Source information:
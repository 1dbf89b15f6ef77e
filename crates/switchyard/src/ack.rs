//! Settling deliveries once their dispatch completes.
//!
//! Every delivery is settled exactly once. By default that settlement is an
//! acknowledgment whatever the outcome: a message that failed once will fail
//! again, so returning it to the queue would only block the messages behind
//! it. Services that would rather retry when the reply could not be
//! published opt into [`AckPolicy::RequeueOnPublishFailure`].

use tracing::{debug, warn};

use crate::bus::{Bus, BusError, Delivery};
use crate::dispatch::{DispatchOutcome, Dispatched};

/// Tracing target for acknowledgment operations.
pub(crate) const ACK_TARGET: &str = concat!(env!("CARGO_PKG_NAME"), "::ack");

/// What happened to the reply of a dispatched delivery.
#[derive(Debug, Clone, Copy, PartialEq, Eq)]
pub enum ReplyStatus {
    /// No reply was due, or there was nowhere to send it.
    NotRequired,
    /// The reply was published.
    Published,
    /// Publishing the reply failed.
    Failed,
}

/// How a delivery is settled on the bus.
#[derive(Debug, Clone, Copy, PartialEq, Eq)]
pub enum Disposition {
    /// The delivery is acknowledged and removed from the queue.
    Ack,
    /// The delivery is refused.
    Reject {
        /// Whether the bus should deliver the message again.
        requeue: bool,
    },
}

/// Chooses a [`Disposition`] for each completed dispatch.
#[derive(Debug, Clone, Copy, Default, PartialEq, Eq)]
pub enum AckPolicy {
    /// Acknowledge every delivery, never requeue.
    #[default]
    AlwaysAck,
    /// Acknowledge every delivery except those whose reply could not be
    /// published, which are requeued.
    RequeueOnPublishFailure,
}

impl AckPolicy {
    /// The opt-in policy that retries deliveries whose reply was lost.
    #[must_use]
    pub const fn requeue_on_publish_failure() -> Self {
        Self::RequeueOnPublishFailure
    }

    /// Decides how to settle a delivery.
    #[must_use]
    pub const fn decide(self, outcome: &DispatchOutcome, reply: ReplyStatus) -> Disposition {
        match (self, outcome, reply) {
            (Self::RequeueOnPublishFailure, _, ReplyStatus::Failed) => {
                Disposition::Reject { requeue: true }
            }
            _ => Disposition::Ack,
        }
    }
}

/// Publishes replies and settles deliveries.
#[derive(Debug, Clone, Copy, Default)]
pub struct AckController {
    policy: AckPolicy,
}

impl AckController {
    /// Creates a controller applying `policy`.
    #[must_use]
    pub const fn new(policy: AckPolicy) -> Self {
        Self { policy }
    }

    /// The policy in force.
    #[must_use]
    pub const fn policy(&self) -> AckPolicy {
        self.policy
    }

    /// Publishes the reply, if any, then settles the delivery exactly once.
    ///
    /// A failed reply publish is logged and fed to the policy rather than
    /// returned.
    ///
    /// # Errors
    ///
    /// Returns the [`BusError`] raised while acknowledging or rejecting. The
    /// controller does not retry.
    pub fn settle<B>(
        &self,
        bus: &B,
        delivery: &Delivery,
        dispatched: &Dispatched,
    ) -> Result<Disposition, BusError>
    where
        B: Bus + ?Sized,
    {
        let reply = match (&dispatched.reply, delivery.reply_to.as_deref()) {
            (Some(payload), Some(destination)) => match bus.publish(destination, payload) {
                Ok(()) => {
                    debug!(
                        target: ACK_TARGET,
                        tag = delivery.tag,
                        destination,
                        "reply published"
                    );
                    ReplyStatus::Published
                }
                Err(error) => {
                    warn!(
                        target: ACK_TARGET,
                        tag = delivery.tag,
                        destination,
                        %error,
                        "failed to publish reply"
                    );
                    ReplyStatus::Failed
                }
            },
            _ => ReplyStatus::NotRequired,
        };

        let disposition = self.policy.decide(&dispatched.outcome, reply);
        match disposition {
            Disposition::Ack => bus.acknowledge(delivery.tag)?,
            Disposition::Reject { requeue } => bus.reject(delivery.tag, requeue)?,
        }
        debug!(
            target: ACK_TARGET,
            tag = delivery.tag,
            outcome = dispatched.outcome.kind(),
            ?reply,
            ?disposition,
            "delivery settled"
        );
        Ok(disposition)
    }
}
...
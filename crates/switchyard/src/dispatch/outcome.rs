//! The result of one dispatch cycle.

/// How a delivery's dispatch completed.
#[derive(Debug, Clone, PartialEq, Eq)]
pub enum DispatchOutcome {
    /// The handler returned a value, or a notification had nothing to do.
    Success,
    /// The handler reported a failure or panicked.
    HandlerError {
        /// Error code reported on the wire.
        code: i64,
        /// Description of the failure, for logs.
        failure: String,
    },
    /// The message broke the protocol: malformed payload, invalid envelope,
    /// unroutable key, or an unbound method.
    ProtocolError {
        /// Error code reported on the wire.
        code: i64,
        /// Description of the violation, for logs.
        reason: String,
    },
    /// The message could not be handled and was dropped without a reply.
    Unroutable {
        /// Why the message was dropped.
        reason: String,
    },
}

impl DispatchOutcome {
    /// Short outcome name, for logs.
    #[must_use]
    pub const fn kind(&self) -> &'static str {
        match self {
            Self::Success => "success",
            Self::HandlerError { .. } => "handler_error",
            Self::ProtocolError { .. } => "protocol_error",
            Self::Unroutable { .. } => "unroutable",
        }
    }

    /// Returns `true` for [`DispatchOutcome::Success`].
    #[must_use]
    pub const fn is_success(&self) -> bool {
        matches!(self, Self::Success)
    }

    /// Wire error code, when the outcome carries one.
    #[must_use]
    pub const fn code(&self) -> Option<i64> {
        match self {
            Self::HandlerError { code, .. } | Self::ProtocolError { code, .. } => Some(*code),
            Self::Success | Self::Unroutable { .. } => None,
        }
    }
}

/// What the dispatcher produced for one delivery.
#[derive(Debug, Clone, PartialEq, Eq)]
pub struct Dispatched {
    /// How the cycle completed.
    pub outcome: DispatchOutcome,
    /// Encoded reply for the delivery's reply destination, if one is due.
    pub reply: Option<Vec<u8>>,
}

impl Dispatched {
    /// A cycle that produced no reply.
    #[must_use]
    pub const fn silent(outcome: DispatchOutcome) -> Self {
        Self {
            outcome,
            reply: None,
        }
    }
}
* * *
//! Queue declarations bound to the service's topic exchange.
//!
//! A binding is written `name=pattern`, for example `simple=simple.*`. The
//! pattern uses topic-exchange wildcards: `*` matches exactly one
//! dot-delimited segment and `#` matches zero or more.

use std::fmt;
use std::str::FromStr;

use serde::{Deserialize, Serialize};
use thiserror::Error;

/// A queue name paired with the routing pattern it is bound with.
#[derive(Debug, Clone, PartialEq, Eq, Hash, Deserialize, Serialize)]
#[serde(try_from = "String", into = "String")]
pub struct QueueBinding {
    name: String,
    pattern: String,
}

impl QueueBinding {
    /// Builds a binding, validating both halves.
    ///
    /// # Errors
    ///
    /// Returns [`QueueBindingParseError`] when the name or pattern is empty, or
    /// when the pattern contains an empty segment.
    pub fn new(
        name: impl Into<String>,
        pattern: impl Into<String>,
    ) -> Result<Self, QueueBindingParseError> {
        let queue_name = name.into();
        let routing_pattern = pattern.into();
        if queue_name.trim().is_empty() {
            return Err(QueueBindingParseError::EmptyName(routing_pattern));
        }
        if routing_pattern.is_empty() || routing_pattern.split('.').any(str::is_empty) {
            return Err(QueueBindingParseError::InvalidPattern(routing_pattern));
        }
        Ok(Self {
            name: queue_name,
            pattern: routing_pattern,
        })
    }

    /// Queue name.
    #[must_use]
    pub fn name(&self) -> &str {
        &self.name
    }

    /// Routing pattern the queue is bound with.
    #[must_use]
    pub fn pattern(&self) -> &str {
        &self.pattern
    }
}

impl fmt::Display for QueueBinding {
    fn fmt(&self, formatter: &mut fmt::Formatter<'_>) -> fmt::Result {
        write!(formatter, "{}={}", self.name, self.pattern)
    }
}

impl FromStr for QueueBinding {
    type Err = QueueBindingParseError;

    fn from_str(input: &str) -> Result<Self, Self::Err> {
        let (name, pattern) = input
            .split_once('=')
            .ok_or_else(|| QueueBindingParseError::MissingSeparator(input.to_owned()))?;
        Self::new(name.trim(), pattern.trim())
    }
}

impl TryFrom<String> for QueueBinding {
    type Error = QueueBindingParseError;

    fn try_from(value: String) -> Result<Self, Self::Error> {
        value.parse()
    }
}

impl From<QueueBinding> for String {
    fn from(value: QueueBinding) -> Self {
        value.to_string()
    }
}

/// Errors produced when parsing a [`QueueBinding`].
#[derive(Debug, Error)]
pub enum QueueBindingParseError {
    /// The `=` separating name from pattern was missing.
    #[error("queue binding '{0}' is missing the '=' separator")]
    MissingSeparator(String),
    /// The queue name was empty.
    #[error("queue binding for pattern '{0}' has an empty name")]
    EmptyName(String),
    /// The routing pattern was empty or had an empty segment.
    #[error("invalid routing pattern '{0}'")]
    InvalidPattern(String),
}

Directions for this task: Lines with the string "Clone": pick each one out of the material and return it.

Your response:
#[derive(Debug, Clone, Copy, PartialEq, Eq)]
#[derive(Debug, Clone, Copy, PartialEq, Eq)]
#[derive(Debug, Clone, Copy, Default, PartialEq, Eq)]
#[derive(Debug, Clone, Copy, Default)]
#[derive(Debug, Clone, PartialEq, Eq)]
#[derive(Debug, Clone, PartialEq, Eq)]
#[derive(Debug, Clone, PartialEq, Eq, Hash, Deserialize, Serialize)]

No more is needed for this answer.